Après avoir frôlé la catastrophe il y a quinze ans et perdu, non seulement des milliards de dollars, mais aussi la confiance des usagers et des marchés, force est de constater que les banques sont aujourd’hui au sommet de leur forme. Une situation qui incite à s’interroger sur les dessous de cette incroyable résilience, ainsi que sur la façon dont certains de ces mastodontes qu’on pensait perdus ont su se relever, se renforcer et s’enrichir à une vitesse stupéfiante.
Ce qu’il faut retenir
- La crise de 2008 a failli causer la fin de la finance traditionnelle et a fait perdre près de 1000 milliards de dollars aux banques les plus exposées.
- Pour survivre, les banques ont nécessité une forte intervention publique, mais elles ont également dû se réinventer et innover dans un environnement réglementaire de plus en plus strict.

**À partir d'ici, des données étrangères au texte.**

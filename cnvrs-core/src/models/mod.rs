pub mod interval;
pub mod interval_set;
pub mod locus;
pub mod ordered_map;
pub mod sample;
pub mod window;

// re-export for cleaner imports
pub use self::interval::{CallType, GenomicInterval};
pub use self::interval_set::IntervalSet;
pub use self::locus::Locus;
pub use self::ordered_map::OrderedMap;
pub use self::sample::SampleCollection;
pub use self::window::{ReferenceWindow, WindowSet};
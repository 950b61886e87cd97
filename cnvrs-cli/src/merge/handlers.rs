use std::path::Path;

use anyhow::{Context, Result};
use clap::ArgMatches;
use log::info;

use cnvrs_io::{IngestOptions, RecordLayout, create_output, read_cnvnator_file, write_rows};
use cnvrs_overlaprs::pairwise_merge;

use crate::config::load_config;

pub fn run_merge(matches: &ArgMatches) -> Result<()> {
    let input_1 = matches
        .get_one::<String>("input-1")
        .expect("--input-1 is required");
    let input_2 = matches
        .get_one::<String>("input-2")
        .expect("--input-2 is required");
    let sample = matches
        .get_one::<String>("sample")
        .expect("--sample is required");
    let output_path = matches.get_one::<String>("output");

    let mut config = load_config(matches.get_one::<String>("config"))?;
    if let Some(threshold) = matches.get_one::<f64>("threshold") {
        config.significance_threshold = *threshold;
    }
    if matches.get_flag("keep-chr-prefix") {
        config.strip_chr_prefix = false;
    }
    config.validate()?;

    let layout = match matches.get_one::<String>("layout") {
        Some(s) => s.parse::<RecordLayout>().map_err(anyhow::Error::msg)?,
        None => RecordLayout::default(),
    };
    let options = IngestOptions {
        layout,
        ..IngestOptions::from(&config)
    };

    let first = read_cnvnator_file(input_1, &options)
        .with_context(|| format!("Failed to read CNV calls from {}", input_1))?;
    let second = read_cnvnator_file(input_2, &options)
        .with_context(|| format!("Failed to read CNV calls from {}", input_2))?;

    info!(
        "Merging {} calls from {} with {} calls from {}",
        first.len(),
        input_1,
        second.len(),
        input_2
    );

    let mut out = create_output(output_path.map(Path::new))
        .context("Failed to open output")?;
    let n = write_rows(&mut out, pairwise_merge(sample, &first, &second))?;
    out.finish().context("Failed to finish output")?;

    info!("Wrote {} overlapping calls for sample {}", n, sample);

    Ok(())
}
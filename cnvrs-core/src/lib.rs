//! # Core models and utilities for cnvrs.
//!
//! `cnvrs-core` holds everything the other cnvrs crates share: the CNV call
//! data model ([`models::GenomicInterval`], [`models::IntervalSet`], ...), the
//! error taxonomy, the TOML-backed [`config::ReconcileConfig`] and a few small
//! reader and formatting helpers.
//!
//! Coordinates are 1-based and closed on both ends, as CNVnator writes them.
pub mod config;
pub mod consts;
pub mod errors;
pub mod models;
pub mod utils;

pub use errors::{CnvError, FormatError, Result};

- En misant sur les acquisitions et les fusions, les principales banques sont parvenues à devenir trop importantes pour que les pouvoirs publics prennent le risque de ne pas les sauver en cas de nouvelles menaces.

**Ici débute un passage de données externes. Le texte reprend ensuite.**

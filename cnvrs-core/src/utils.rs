use std::ffi::OsStr;
use std::fs::File;
use std::io::{BufReader, Read};
use std::path::Path;

use flate2::read::MultiGzDecoder;

use crate::consts::STDIN_PATH;

///
/// Get a reader for either a gzip'd or non-gzip'd file.
///
/// # Arguments
///
/// - path: path to the file to read
///
pub fn get_dynamic_reader(path: &Path) -> std::io::Result<BufReader<Box<dyn Read>>> {
    let is_gzipped = path.extension() == Some(OsStr::new("gz"));
    let file = File::open(path).map_err(|e| {
        std::io::Error::new(e.kind(), format!("Failed to open file {:?}: {}", path, e))
    })?;
    let file: Box<dyn Read> = match is_gzipped {
        true => Box::new(MultiGzDecoder::new(file)),
        false => Box::new(file),
    };

    Ok(BufReader::new(file))
}

/// Get a reader for either a gzipped, non-gzipped file, or stdin
///
/// # Arguments
///
/// - file_path: path to the file to read, or '-' for stdin
pub fn get_dynamic_reader_w_stdin(file_path: &Path) -> std::io::Result<BufReader<Box<dyn Read>>> {
    if file_path == Path::new(STDIN_PATH) {
        Ok(BufReader::new(Box::new(std::io::stdin()) as Box<dyn Read>))
    } else {
        get_dynamic_reader(file_path)
    }
}

///
/// Render a score the way the pipeline always has: shortest representation
/// that parses back to the same value, with a decimal point even for whole
/// numbers (`2.0`, `0.4`, `3.0931949999999997`).
///
/// Magnitudes below `1e-4` or from `1e16` up switch to exponent notation with
/// a signed, two-digit exponent (`3.0000000000000004e-05`, `1e+16`).
///
pub fn format_score(value: f64) -> String {
    if !value.is_finite() {
        return match value {
            v if v.is_nan() => "nan".to_string(),
            v if v > 0.0 => "inf".to_string(),
            _ => "-inf".to_string(),
        };
    }

    let sci = format!("{:e}", value);
    let (mantissa, exponent) = match sci.split_once('e') {
        Some((m, e)) => (m, e.parse::<i32>().unwrap_or(0)),
        None => (sci.as_str(), 0),
    };

    if value != 0.0 && !(-4..16).contains(&exponent) {
        let sign = if exponent < 0 { '-' } else { '+' };
        return format!("{}e{}{:02}", mantissa, sign, exponent.abs());
    }

    let s = value.to_string();
    if s.contains('.') { s } else { format!("{}.0", s) }
}

/// Round to `digits` decimal places, correctly rounded on the exact binary
/// value (`1.0005` is stored just below the tie and rounds to `1.0`).
pub fn round_to(value: f64, digits: u32) -> f64 {
    format!("{:.*}", digits as usize, value)
        .parse::<f64>()
        .unwrap_or(value)
}

pub fn mean(values: &[f64]) -> Option<f64> {
    if values.is_empty() {
        return None;
    }
    Some(values.iter().sum::<f64>() / values.len() as f64)
}
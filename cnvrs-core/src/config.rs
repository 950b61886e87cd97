use std::fs::read_to_string;
use std::path::Path;

use serde::{Deserialize, Serialize};

use crate::consts::{DEFAULT_DIGITS, DEFAULT_SIGNIFICANCE, YEAST_CHROMOSOMES};
use crate::errors::ConfigError;

pub type ConfigResult<T> = std::result::Result<T, ConfigError>;

///
/// Settings shared by the reconciliation commands. Every field has a default,
/// so a TOML file only needs the keys it wants to change:
///
/// ```toml
/// significance_threshold = 0.01
/// chromosomes = ["I", "II", "III"]
/// ```
///
#[derive(Deserialize, Serialize, Debug, Clone, PartialEq)]
#[serde(default)]
pub struct ReconcileConfig {
    /// Calls are kept only when `eval1` is strictly below this value.
    pub significance_threshold: f64,
    /// Reduce contig names like `x1156_PM_chrIV` to `IV` on ingestion.
    pub strip_chr_prefix: bool,
    /// Decimal places kept when averaging several calls in one window.
    pub digits: u32,
    /// Chromosomes visited by the windowed aggregation, in output order.
    pub chromosomes: Vec<String>,
}

impl Default for ReconcileConfig {
    fn default() -> Self {
        ReconcileConfig {
            significance_threshold: DEFAULT_SIGNIFICANCE,
            strip_chr_prefix: true,
            digits: DEFAULT_DIGITS,
            chromosomes: YEAST_CHROMOSOMES.iter().map(|c| c.to_string()).collect(),
        }
    }
}

impl ReconcileConfig {
    pub fn validate(&self) -> ConfigResult<()> {
        let t = self.significance_threshold;
        if !t.is_finite() || t <= 0.0 || t > 1.0 {
            return Err(ConfigError::InvalidThreshold(t));
        }
        if self.chromosomes.is_empty() {
            return Err(ConfigError::EmptyChromosomeOrder);
        }
        Ok(())
    }
}

impl TryFrom<&Path> for ReconcileConfig {
    type Error = ConfigError;

    fn try_from(path: &Path) -> Result<Self, Self::Error> {
        let toml_str = read_to_string(path)?;
        let config: ReconcileConfig = toml::from_str(&toml_str)?;
        config.validate()?;
        Ok(config)
    }
}
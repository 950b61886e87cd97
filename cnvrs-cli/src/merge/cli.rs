use clap::{Arg, ArgAction, Command, value_parser};

pub const MERGE_CMD: &str = "merge";

pub fn create_merge_cli() -> Command {
    Command::new(MERGE_CMD)
        .about("Merge two CNVnator call sets of one sample (e.g. 500 bp and 1000 bp bins) into their overlapping calls.")
        .arg_required_else_help(true)
        .arg(
            Arg::new("input-1")
                .long("input-1")
                .required(true)
                .help("CNVnator calls obtained with the first bin size ('-' for stdin)"),
        )
        .arg(
            Arg::new("input-2")
                .long("input-2")
                .required(true)
                .help("CNVnator calls obtained with the second bin size"),
        )
        .arg(
            Arg::new("sample")
                .long("sample")
                .required(true)
                .help("Sample name written in the first output column"),
        )
        .arg(
            Arg::new("threshold")
                .long("threshold")
                .value_parser(value_parser!(f64))
                .help("Keep calls with eval1 strictly below this value [default: 0.05]"),
        )
        .arg(
            Arg::new("layout")
                .long("layout")
                .help("Record layout of the inputs: 'locus' (CNVnator) or 'columns' [default: locus]"),
        )
        .arg(
            Arg::new("keep-chr-prefix")
                .long("keep-chr-prefix")
                .action(ArgAction::SetTrue)
                .help("Keep contig names as written instead of reducing them to the part after 'chr'"),
        )
        .arg(
            Arg::new("config")
                .long("config")
                .help("TOML file with reconciliation settings"),
        )
        .arg(
            Arg::new("output")
                .long("output")
                .help("Output file (default: stdout)"),
        )
}
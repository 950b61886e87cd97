use clap::{Arg, Command};

pub const DROPZERO_CMD: &str = "dropzero";

pub fn create_dropzero_cli() -> Command {
    Command::new(DROPZERO_CMD)
        .about("Remove zero-coverage rows from a five column coverage BED file.")
        .arg_required_else_help(true)
        .arg(
            Arg::new("input")
                .long("input")
                .required(true)
                .help("Coverage BED (chrom, start, end, feature, coverage); '-' for stdin"),
        )
        .arg(
            Arg::new("output")
                .long("output")
                .help("Output file (default: stdout)"),
        )
}
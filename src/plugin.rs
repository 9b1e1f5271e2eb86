//! Host plugin lifecycle adapter.
//!
//! The embedding host drives this plugin through two hooks: `on_enable`,
//! handing over the live server handle, and `on_disable`, taking nothing.
//! Both are thin wrappers around the scheduler's activate/deactivate; the
//! plugin also remembers any fixed overrides configured before enablement.

use std::sync::Arc;

use tracing::info;

use crate::config::ScheduleConfig;
use crate::host::ServerHandle;
use crate::scheduler::{RestartScheduler, RunState};

/// Auto-restart plugin, one per host process.
pub struct AutoRestartPlugin {
    scheduler: RestartScheduler,
    interval_override: Option<u64>,
    restart_command: Option<String>,
    schedule: Option<ScheduleConfig>,
}

impl AutoRestartPlugin {
    pub const fn new() -> Self {
        Self {
            scheduler: RestartScheduler::new(),
            interval_override: None,
            restart_command: None,
            schedule: None,
        }
    }

    /// Force a fixed interval, bypassing the environment and host config.
    #[must_use]
    pub const fn with_interval_seconds(mut self, seconds: u64) -> Self {
        self.interval_override = Some(seconds);
        self
    }

    /// Override the command string sent to command-dispatch surfaces.
    #[must_use]
    pub fn with_restart_command(mut self, command: impl Into<String>) -> Self {
        self.restart_command = Some(command.into());
        self
    }

    /// Host hook: plugin enabled. Resolves the interval against the handle
    /// and starts the restart schedule. Enabling an already-enabled plugin
    /// replaces the running schedule.
    pub fn on_enable(&mut self, handle: Arc<dyn ServerHandle>) {
        let schedule = self.scheduler.activate(
            handle,
            self.interval_override,
            self.restart_command.clone(),
        );
        info!(
            "AutoRestart enabled. Interval: {} seconds",
            schedule.interval_seconds()
        );
        self.schedule = Some(schedule);
    }

    /// Host hook: plugin disabled. Cancels any pending restart. Safe to call
    /// even if the plugin was never enabled.
    pub fn on_disable(&mut self) {
        self.scheduler.deactivate();
        self.schedule = None;
        info!("AutoRestart disabled; timer cancelled");
    }

    /// Current lifecycle state.
    pub const fn state(&self) -> RunState {
        self.scheduler.state()
    }

    /// The schedule resolved at the last enablement, while enabled.
    pub fn schedule(&self) -> Option<&ScheduleConfig> {
        self.schedule.as_ref()
    }
}

impl Default for AutoRestartPlugin {
    fn default() -> Self {
        Self::new()
    }
}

- La renaissance des banques après 2008, mais aussi leur formidable croissance et leur enrichissement rapide sont également les résultats du travail de certaines personnalités emblématiques dont les qualités professionnelles indéniables ne parviennent pas toujours à masquer les pratiques souvent impitoyables ainsi que le manque de considération pour les conséquences sociales de leurs décisions.

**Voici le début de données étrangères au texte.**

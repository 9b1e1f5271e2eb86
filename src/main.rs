//! AutoRestart standalone harness.
//!
//! In production the plugin is embedded in a host game-server process, which
//! drives it through `on_enable`/`on_disable`. This binary exists to exercise
//! a full scheduling/invocation cycle without a host: it enables the plugin
//! against a simulated server handle with a short interval, lets the
//! requested number of timer firings happen, disables the plugin, and exits.
//!
//! # Usage
//!
//! ```bash
//! # One 5-second cycle against the built-in demo config
//! cargo run --release
//!
//! # Three 2-second cycles
//! cargo run --release -- --interval 2 --cycles 3
//!
//! # Seed the simulated host's configuration from a TOML file
//! cargo run --release -- --config demo_host.toml
//! ```
//!
//! # Environment Variables
//!
//! - `AUTORESTART_INTERVAL_SECONDS`: interval override consulted when
//!   `--interval` is not given
//! - `RUST_LOG`: logging level (default: info)

use std::path::Path;
use std::sync::Arc;
use std::time::Duration;

use anyhow::{Context, Result};
use clap::Parser;
use tracing::info;

use autorestart::sim::{self, SimulatedHost};
use autorestart::{AutoRestartPlugin, ConfigValue, HostConfig, SECONDS_KEY};

// ============================================================================
// CLI Arguments
// ============================================================================

#[derive(Parser, Debug)]
#[command(name = "autorestart")]
#[command(about = "Interval-based automatic restart for embedded game servers")]
#[command(version)]
struct CliArgs {
    /// Restart interval in seconds (bypasses env and host configuration)
    #[arg(short, long)]
    interval: Option<u64>,

    /// Number of timer firings to observe before disabling the plugin
    #[arg(long, default_value = "1")]
    cycles: u64,

    /// Command string sent to the host's command-dispatch surface
    #[arg(long)]
    command: Option<String>,

    /// Path to a TOML file seeding the simulated host's configuration
    #[arg(long)]
    config: Option<String>,
}

/// Interval the simulated host advertises when no `--config` file is given;
/// short enough to watch a cycle complete interactively.
const DEMO_INTERVAL_SECONDS: i64 = 5;

/// Build the simulated host's configuration mapping: from the given TOML
/// file, or the short built-in demo interval.
fn build_host_config(config_path: Option<&str>) -> Result<HostConfig> {
    match config_path {
        Some(path) => sim::load_host_config(Path::new(path))
            .with_context(|| format!("Failed to load host config from {path}")),
        None => {
            let mut config = HostConfig::new();
            config.insert(
                SECONDS_KEY.to_string(),
                ConfigValue::Integer(DEMO_INTERVAL_SECONDS),
            );
            Ok(config)
        }
    }
}

// ============================================================================
// Main Entry Point
// ============================================================================

#[tokio::main]
async fn main() -> Result<()> {
    // Initialize logging
    tracing_subscriber::fmt()
        .with_env_filter(
            tracing_subscriber::EnvFilter::try_from_default_env()
                .unwrap_or_else(|_| tracing_subscriber::EnvFilter::new("info")),
        )
        .with_target(false)
        .init();

    let args = CliArgs::parse();

    info!("━━━━━━━━━━━━━━━━━━━━━━━━━━━━━━━━━━━━━━━━━━━━━━━━━━━━━━━━━━━━━━━━━━");
    info!("  AutoRestart - interval-based server restart harness");
    info!("━━━━━━━━━━━━━━━━━━━━━━━━━━━━━━━━━━━━━━━━━━━━━━━━━━━━━━━━━━━━━━━━━━");

    let host_config = build_host_config(args.config.as_deref())?;
    let host = Arc::new(SimulatedHost::with_config(host_config));

    let mut plugin = AutoRestartPlugin::new();
    if let Some(seconds) = args.interval {
        plugin = plugin.with_interval_seconds(seconds);
    }
    if let Some(command) = args.command {
        plugin = plugin.with_restart_command(command);
    }

    plugin.on_enable(host.clone());

    let interval_seconds = plugin
        .schedule()
        .map(autorestart::ScheduleConfig::interval_seconds)
        .context("Plugin failed to arm a schedule")?;
    let observation = Duration::from_secs(interval_seconds * args.cycles + 1);
    info!(
        "Observing {} cycle(s) of {} seconds (Ctrl+C to stop early)",
        args.cycles, interval_seconds
    );

    tokio::select! {
        _ = tokio::time::sleep(observation) => {}
        _ = tokio::signal::ctrl_c() => {
            info!("Received Ctrl+C, shutting down early");
        }
    }

    plugin.on_disable();

    info!("✓ Harness complete. Commands issued: {:?}", host.commands());
    Ok(())
}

- Entre 2013 et 2023, les six principales banques américaines ont à elles seules cumulé plus de 1000 milliards de profits, soit suffisamment pour rembourser l’aide publique qui a sauvé le secteur ainsi que les pertes de millions d’épargnants ou d’actionnaires. Une éventualité qui a peu de chances d’arriver, tandis que les banques du monde entier continuent de s’enrichir à une vitesse plus rapide que tous les autres marchés.
2008, l’année où les banques ont failli disparaître
La crise financière de 2008 a été un séisme mondial, ébranlant les fondements mêmes du système économique international. On se souvient encore de ces images qui tournaient en boucle sur les chaînes d’infos, montrant tantôt des files d’épargnants anxieux devant des guichets automatiques de retrait de billets, tantôt des cohortes d’employés de banques quittant pour la dernière fois leurs bureaux avec leurs affaires personnelles dans un petit carton.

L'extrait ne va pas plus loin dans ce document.